Pardon me for not reading further than this delightfully dense offering of wrong.

“Almost every instance” in which nullification was tried was to “discriminate against black people”? Then you make an inane reference to the War of Northern Aggression. Oh maybe you’re talking about when the northern states nullified the fugitive slave law, which stated they must return escaped slaves to their “owners” in the south? Of course you knew that South Carolina listed nullification among its grievances when it seceded from the US. You also probably knew that Jefferson Davis spoke out against nullification when he exited the senate. Nullification was only used against slavery, never in support of it.

Also, I was unaware of the marijuana-“ravaged” streets of Washington DC. Now if California had legalized heroin dispensaries you might have a point, if still wrong. If anything those streets are ravaged by the drug war.

Nullification was used quite frequently to protect people who lynched blacks in the Jim Crow South.
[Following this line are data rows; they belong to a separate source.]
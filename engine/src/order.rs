//! Random ordering with pinned positions.
//!
//! Organizers may pin names to 1-based positions with lines such as
//! `2: Bob`, `3=Carol` or `1 Alice`. Everyone else is shuffled into the
//! remaining slots. Bad pin lines are reported as warnings and skipped;
//! they never abort the run.

use std::collections::{BTreeMap, HashMap};

use rand::seq::SliceRandom;
use rand::Rng;
use regex::Regex;
use std::sync::LazyLock;
use tracing::{debug, info, warn};

use crate::error::{ShuffleError, ShuffleResult};

static FIXED_SEPARATED_RE: LazyLock<Regex> = LazyLock::new(|| {
    Regex::new(r"^(\d+)\s*[:=：]\s*(.+)$").expect("FIXED_SEPARATED_RE regex should compile")
});

static FIXED_SPACED_RE: LazyLock<Regex> = LazyLock::new(|| {
    Regex::new(r"^(\d+)\s+(.+)$").expect("FIXED_SPACED_RE regex should compile")
});

/// Result of an order run
#[derive(Debug, Clone, PartialEq, Eq)]
pub struct OrderOutcome {
    /// Names in position order; index 0 is position 1
    pub order: Vec<String>,
    /// Skipped pin lines, each one [`ShuffleError::is_warning`]
    pub warnings: Vec<ShuffleError>,
}

impl OrderOutcome {
    /// `(position, name)` pairs, 1-based
    pub fn positions(&self) -> impl Iterator<Item = (usize, &str)> {
        self.order
            .iter()
            .enumerate()
            .map(|(i, name)| (i + 1, name.as_str()))
    }

    pub fn has_warnings(&self) -> bool {
        !self.warnings.is_empty()
    }
}

/// Parse pin lines against a roster of `member_count` names.
///
/// Returns the surviving `position -> name` pins (a later line for the
/// same position replaces an earlier one) and one warning per rejected
/// line.
pub fn parse_fixed_positions<S: AsRef<str>>(
    lines: &[S],
    member_count: usize,
) -> (BTreeMap<usize, String>, Vec<ShuffleError>) {
    let mut pins = BTreeMap::new();
    let mut warnings = Vec::new();

    for line in lines {
        let line = line.as_ref().trim();
        if line.is_empty() {
            continue;
        }
        let caps = FIXED_SEPARATED_RE
            .captures(line)
            .or_else(|| FIXED_SPACED_RE.captures(line));
        let parsed = caps.and_then(|c| {
            let pos: usize = c[1].parse().ok()?;
            let name = c[2].trim().to_string();
            (pos >= 1 && pos <= member_count && !name.is_empty()).then_some((pos, name))
        });
        match parsed {
            Some((pos, name)) => {
                pins.insert(pos, name);
            }
            None => warnings.push(ShuffleError::invalid_fixed_position(line)),
        }
    }

    (pins, warnings)
}

/// Shuffle `names` into a random order, honoring pinned positions.
pub fn assign_order<R, S>(
    names: &[String],
    fixed_lines: &[S],
    rng: &mut R,
) -> ShuffleResult<OrderOutcome>
where
    R: Rng + ?Sized,
    S: AsRef<str>,
{
    if names.is_empty() {
        return Err(ShuffleError::EmptyRoster);
    }

    let (pins, mut warnings) = parse_fixed_positions(fixed_lines, names.len());

    let mut available: HashMap<&str, usize> = HashMap::new();
    for name in names {
        *available.entry(name.as_str()).or_default() += 1;
    }

    let mut kept: BTreeMap<usize, String> = BTreeMap::new();
    for (pos, name) in pins {
        match available.get_mut(name.as_str()) {
            Some(left) if *left > 0 => {
                *left -= 1;
                kept.insert(pos, name);
            }
            _ => warnings.push(ShuffleError::unknown_fixed_name(pos, name)),
        }
    }

    // Drop one roster occurrence per pinned name; duplicates stay in play.
    let mut pool: Vec<String> = names.to_vec();
    for name in kept.values() {
        if let Some(i) = pool.iter().position(|n| n == name) {
            pool.remove(i);
        }
    }
    pool.shuffle(rng);

    let mut rest = pool.into_iter();
    let order: Vec<String> = (1..=names.len())
        .map(|pos| match kept.get(&pos) {
            Some(name) => name.clone(),
            None => rest.next().unwrap_or_default(),
        })
        .collect();

    for w in &warnings {
        warn!(code = w.code(), "{}", w);
    }
    debug!(pinned = kept.len(), "Order pins applied");
    info!(members = order.len(), warnings = warnings.len(), "Order assigned");

    Ok(OrderOutcome { order, warnings })
}
//! Flat, time-ordered view across all categories.
//!
//! The per-category logs are the source of truth. The timeline is derived
//! from them for display and export, and can be read back to rebuild the
//! logs from older saved data that only kept a single list.

use chrono::{DateTime, Utc};
use serde::{Deserialize, Serialize};
use tracing::warn;

use super::log::{RoundEntry, RoundLog};
use super::manager::RoundHistory;
use super::record::{Category, GroupRound, RoundRecord};
use crate::groups::GroupSettings;

/// One round as it appears in the flat timeline
#[derive(Debug, Clone, PartialEq, Eq, Serialize, Deserialize)]
pub struct TimelineItem {
    #[serde(rename = "type")]
    pub category: Category,
    #[serde(default)]
    pub round: Option<u32>,
    #[serde(default)]
    pub timestamp: Option<DateTime<Utc>>,
    pub data: RoundRecord,
}

/// A stored timeline element: a full item, or a bare roster string from
/// saves that only kept group rosters
#[derive(Debug, Clone, PartialEq, Eq, Serialize, Deserialize)]
#[serde(untagged)]
pub enum TimelineEntry {
    Item(TimelineItem),
    Roster(String),
}

impl RoundHistory {
    /// Every recorded round ordered by time; rounds with equal timestamps
    /// keep groups, order, roles order
    pub fn timeline(&self) -> Vec<TimelineItem> {
        let mut items: Vec<TimelineItem> = Vec::new();
        items.extend(
            self.groups()
                .entries()
                .iter()
                .map(|e| item(e, RoundRecord::Groups(e.payload.clone()))),
        );
        items.extend(
            self.order()
                .entries()
                .iter()
                .map(|e| item(e, RoundRecord::Order(e.payload.clone()))),
        );
        items.extend(
            self.roles()
                .entries()
                .iter()
                .map(|e| item(e, RoundRecord::Roles(e.payload.clone()))),
        );
        // stable sort keeps category order for equal timestamps
        items.sort_by_key(|i| i.timestamp);
        items
    }

    /// Rebuild per-category logs from a flat timeline.
    ///
    /// Missing round numbers continue the category's count; missing
    /// timestamps become now. Items whose payload does not match their
    /// declared category are filed by payload.
    pub fn from_timeline<I>(entries: I) -> Self
    where
        I: IntoIterator<Item = TimelineEntry>,
    {
        let now = Utc::now();
        let mut groups = Vec::new();
        let mut order = Vec::new();
        let mut roles = Vec::new();

        for entry in entries {
            let (round, timestamp, record) = match entry {
                TimelineEntry::Item(item) => {
                    if item.category != item.data.category() {
                        warn!(
                            declared = %item.category,
                            actual = %item.data.category(),
                            "Timeline item category mismatch"
                        );
                    }
                    (item.round, item.timestamp.unwrap_or(now), item.data)
                }
                TimelineEntry::Roster(roster) => (
                    None,
                    now,
                    RoundRecord::Groups(GroupRound::new(roster, GroupSettings::default())),
                ),
            };
            match record {
                RoundRecord::Groups(p) => push(&mut groups, round, timestamp, p),
                RoundRecord::Order(p) => push(&mut order, round, timestamp, p),
                RoundRecord::Roles(p) => push(&mut roles, round, timestamp, p),
            }
        }

        RoundHistory::from_logs(
            RoundLog::from_entries(groups),
            RoundLog::from_entries(order),
            RoundLog::from_entries(roles),
        )
    }
}

fn item<T>(entry: &RoundEntry<T>, data: RoundRecord) -> TimelineItem {
    TimelineItem {
        category: data.category(),
        round: Some(entry.round),
        timestamp: Some(entry.timestamp),
        data,
    }
}

fn push<T>(
    log: &mut Vec<RoundEntry<T>>,
    round: Option<u32>,
    timestamp: DateTime<Utc>,
    payload: T,
) {
    let round = round
        .filter(|r| *r > 0)
        .unwrap_or_else(|| log.len() as u32 + 1);
    log.push(RoundEntry {
        round,
        timestamp,
        payload,
    });
}
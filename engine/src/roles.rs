//! Random role handout.

use rand::seq::SliceRandom;
use rand::Rng;
use serde::{Deserialize, Serialize};
use std::fmt;
use tracing::info;

use crate::error::{ShuffleError, ShuffleResult};

/// One member and the role they drew, if any
#[derive(Debug, Clone, PartialEq, Eq, Serialize, Deserialize)]
pub struct RoleAssignment {
    pub name: String,
    pub role: Option<String>,
}

impl RoleAssignment {
    pub fn new(name: impl Into<String>, role: Option<String>) -> Self {
        Self {
            name: name.into(),
            role,
        }
    }
}

impl fmt::Display for RoleAssignment {
    fn fmt(&self, f: &mut fmt::Formatter<'_>) -> fmt::Result {
        write!(f, "{}: {}", self.name, self.role.as_deref().unwrap_or(""))
    }
}

/// Hand out `roles` to randomly chosen members.
///
/// Each role goes to a different member; with more members than roles the
/// rest get `None`, with more roles than members the extra roles go unused.
/// Assigned members come first in drawing order, followed by the
/// unassigned ones in roster order.
pub fn assign_roles<R: Rng + ?Sized>(
    names: &[String],
    roles: &[String],
    rng: &mut R,
) -> ShuffleResult<Vec<RoleAssignment>> {
    if names.is_empty() {
        return Err(ShuffleError::EmptyRoster);
    }
    let roles: Vec<&str> = roles
        .iter()
        .map(|r| r.trim())
        .filter(|r| !r.is_empty())
        .collect();
    if roles.is_empty() {
        return Err(ShuffleError::EmptyRoles);
    }

    let mut drawn: Vec<usize> = (0..names.len()).collect();
    drawn.shuffle(rng);
    let handed = roles.len().min(names.len());

    let mut assigned = vec![false; names.len()];
    let mut out = Vec::with_capacity(names.len());
    for (&idx, role) in drawn.iter().zip(&roles).take(handed) {
        assigned[idx] = true;
        out.push(RoleAssignment::new(&names[idx], Some((*role).to_string())));
    }
    out.extend(
        names
            .iter()
            .zip(&assigned)
            .filter(|(_, taken)| !**taken)
            .map(|(name, _)| RoleAssignment::new(name, None)),
    );

    info!(
        members = names.len(),
        roles = roles.len(),
        handed,
        "Roles assigned"
    );
    Ok(out)
}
You’re talking about jury nullification by white juries in cases brought against whites. The other poster and I were obviously talking about state nullification of unconstitutional federal laws. If you would like to discuss the racist origins of anti-nullification jurisprudence, I would happily respond in another thread on the matter.

plonk

In my opinion, it would have been wiser to not respond than to respond with this stupidity. Now it is clear that you read my deconstruction of your cliched take on nullification and its relation to the Civil War, but were unable to respond with anything of substance.